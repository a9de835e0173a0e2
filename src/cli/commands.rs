//! Handlers for `--function` dispatch and the config/probe subcommands.

use std::path::{Path, PathBuf};

use cv_helper::codec::Fourcc;
use cv_helper::config::{default_path, Config, DEFAULT_CONFIG};
use cv_helper::ffmpeg::{FfmpegBackend, FfplayDisplay};
use cv_helper::keys::KeyListener;
use cv_helper::player::{play_video, PlayOptions};
use cv_helper::recorder::{record_video, RecordOptions};
use cv_helper::source::open_source;
use cv_helper::viewer::view_image;
use cv_helper::{Capture, Display, HelperError, Result, Source};

use super::args::{Args, ConfigAction};
use super::enums::Function;

/// Run the operation selected with `--function`.
pub fn run_function(function: Function, args: &Args, config: &Config) -> Result<()> {
    let path = args.path.as_deref().ok_or_else(|| {
        HelperError::InvalidArgument(format!("--path is required for {}", function))
    })?;

    let bindings = config.key_bindings();
    // Only recording reads the codec setting
    let fourcc = match function {
        Function::WriteVideo => resolve_fourcc(args, config)?,
        Function::ReadImage | Function::PlayVideo => Fourcc::default(),
    };

    let mut backend = FfmpegBackend::new(config.tools.clone());
    let mut display = FfplayDisplay::new(config.tools.ffplay.clone());
    let mut keys = KeyListener::new();

    if function.needs_keys(args.display_image) {
        if let Err(e) = keys.start() {
            log::warn!("Could not start key listener: {}", e);
        }
        if let Err(e) = keys.install_interrupt_handler() {
            log::warn!("Could not set up Ctrl+C handler: {}", e);
        }
    }

    let result = match function {
        Function::ReadImage => view_image(
            &mut backend,
            &mut display,
            &mut keys,
            Path::new(path),
            args.display_image,
        )
        .map(|size| println!("Read {} ({})", path, size)),
        Function::PlayVideo => {
            let options = PlayOptions {
                frame_rate: args.frame_rate,
                bindings,
            };
            play_video(&mut backend, &mut display, &mut keys, path, &options).map(|report| {
                println!("Played {} frames ({:?})", report.frames, report.state)
            })
        }
        Function::WriteVideo => {
            let options = RecordOptions {
                save_path: args.save_path.clone(),
                frame_rate: args.frame_rate,
                fourcc,
                display: args.display_image,
                bindings,
            };
            record_video(&mut backend, &mut display, &mut keys, path, &options).map(|report| {
                println!(
                    "Wrote {} frames ({}) to {} ({:?})",
                    report.frames,
                    report.size,
                    report.output.display(),
                    report.state
                )
            })
        }
    };

    display.close_all();
    result
}

/// Output FourCC: the `--fourcc` flag, else the config file.
fn resolve_fourcc(args: &Args, config: &Config) -> Result<Fourcc> {
    match args.fourcc {
        Some(fourcc) => Ok(fourcc),
        None => Ok(config.fourcc()?),
    }
}

/// Open a source and print the frame size and rate it reports.
pub fn probe(path: &str, config: &Config) -> Result<()> {
    let mut backend = FfmpegBackend::new(config.tools.clone());
    let mut capture = open_source(&mut backend, path)?;
    let size = capture.frame_size();
    let rate = capture.frame_rate();
    capture.release();

    println!("Source: {}", Source::parse(path)?);
    println!("  Frame size: {}", size);
    match rate {
        Some(rate) => println!("  Frame rate: {:.3} fps", rate),
        None => println!("  Frame rate: unknown"),
    }
    Ok(())
}

/// Handle config subcommand actions.
pub fn handle_config_action(
    action: ConfigAction,
    config_path: Option<&Path>,
    config: &Config,
) -> Result<()> {
    let path = config_path.map(PathBuf::from).unwrap_or_else(default_path);

    match action {
        ConfigAction::Show => {
            println!("Current configuration:");
            println!("  Quit key: {}", config.keys.quit);
            println!("  Stop key: {}", config.keys.stop);
            println!("  FourCC: {}", config.encoder.fourcc);
            println!("  ffmpeg: {}", config.tools.ffmpeg);
            println!("  ffprobe: {}", config.tools.ffprobe);
            println!("  ffplay: {}", config.tools.ffplay);
            println!();

            if path.exists() {
                println!("Config file: {} (exists)", path.display());
            } else {
                println!("Config file: {} (not found)", path.display());
            }
            Ok(())
        }
        ConfigAction::Init => {
            if path.exists() {
                return Err(HelperError::InvalidArgument(format!(
                    "config file already exists: {} (use 'cv-helper config show' to view it)",
                    path.display()
                )));
            }
            write_default_config(&path)?;
            println!("Created config file: {}", path.display());
            Ok(())
        }
    }
}

fn write_default_config(path: &Path) -> Result<()> {
    let io_error = |source: std::io::Error| cv_helper::config::ConfigError::Io {
        path: path.to_path_buf(),
        source,
    };

    if let Some(parent) = path.parent() {
        std::fs::create_dir_all(parent).map_err(io_error)?;
    }
    std::fs::write(path, DEFAULT_CONFIG).map_err(io_error)?;
    Ok(())
}

#[cfg(test)]
mod tests {
    use super::*;
    use clap::Parser;

    #[test]
    fn test_config_init_writes_default_file() {
        let dir = tempfile::tempdir().unwrap();
        let path = dir.path().join("nested").join("config.toml");

        handle_config_action(ConfigAction::Init, Some(&path), &Config::default()).unwrap();

        let written = std::fs::read_to_string(&path).unwrap();
        assert_eq!(written, DEFAULT_CONFIG);
        assert_eq!(Config::load(Some(&path)).unwrap(), Config::default());
    }

    #[test]
    fn test_config_init_refuses_to_overwrite() {
        let file = tempfile::NamedTempFile::new().unwrap();
        let result = handle_config_action(ConfigAction::Init, Some(file.path()), &Config::default());
        assert!(matches!(result, Err(HelperError::InvalidArgument(_))));
    }

    #[test]
    fn test_config_show_succeeds_without_file() {
        let dir = tempfile::tempdir().unwrap();
        let path = dir.path().join("config.toml");
        assert!(handle_config_action(ConfigAction::Show, Some(&path), &Config::default()).is_ok());
    }

    #[test]
    fn test_run_function_requires_path() {
        let args = Args::parse_from(["cv-helper", "-f", "play_video"]);
        let result = run_function(Function::PlayVideo, &args, &Config::default());
        match result {
            Err(HelperError::InvalidArgument(msg)) => assert!(msg.contains("--path")),
            other => panic!("Expected InvalidArgument, got {:?}", other),
        }
    }

    fn config_with_bad_fourcc() -> Config {
        Config::parse("[encoder]\nfourcc = \"toolong\"\n").unwrap()
    }

    #[test]
    fn test_bad_config_fourcc_only_affects_recording() {
        let config = config_with_bad_fourcc();

        let args = Args::parse_from(["cv-helper", "-f", "read_image", "-p", "/nonexistent/x.png"]);
        let result = run_function(Function::ReadImage, &args, &config);
        assert!(matches!(result, Err(HelperError::DecodeFailed { .. })));

        let args = Args::parse_from(["cv-helper", "-f", "write_video", "-p", "/nonexistent/x.mp4"]);
        let result = run_function(Function::WriteVideo, &args, &config);
        assert!(matches!(result, Err(HelperError::Config(_))));
    }

    #[test]
    fn test_fourcc_flag_overrides_bad_config() {
        let args = Args::parse_from(["cv-helper", "--fourcc", "MJPG"]);
        let fourcc = resolve_fourcc(&args, &config_with_bad_fourcc()).unwrap();
        assert_eq!(fourcc.as_str(), "MJPG");
    }

    #[test]
    fn test_probe_missing_file_is_unavailable() {
        let result = probe("/nonexistent/cv-helper/clip.mp4", &Config::default());
        assert!(matches!(result, Err(HelperError::SourceUnavailable { .. })));
    }

    #[test]
    fn test_read_missing_image_fails() {
        let args = Args::parse_from(["cv-helper", "-f", "read_image", "-p", "/nonexistent/x.png"]);
        let result = run_function(Function::ReadImage, &args, &Config::default());
        assert!(matches!(result, Err(HelperError::DecodeFailed { .. })));
    }
}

• **Activity**: Looking at the material above, work out how many lines have the word "frames" in them. Answer with that number alone.

• **Answer to this problem**: 3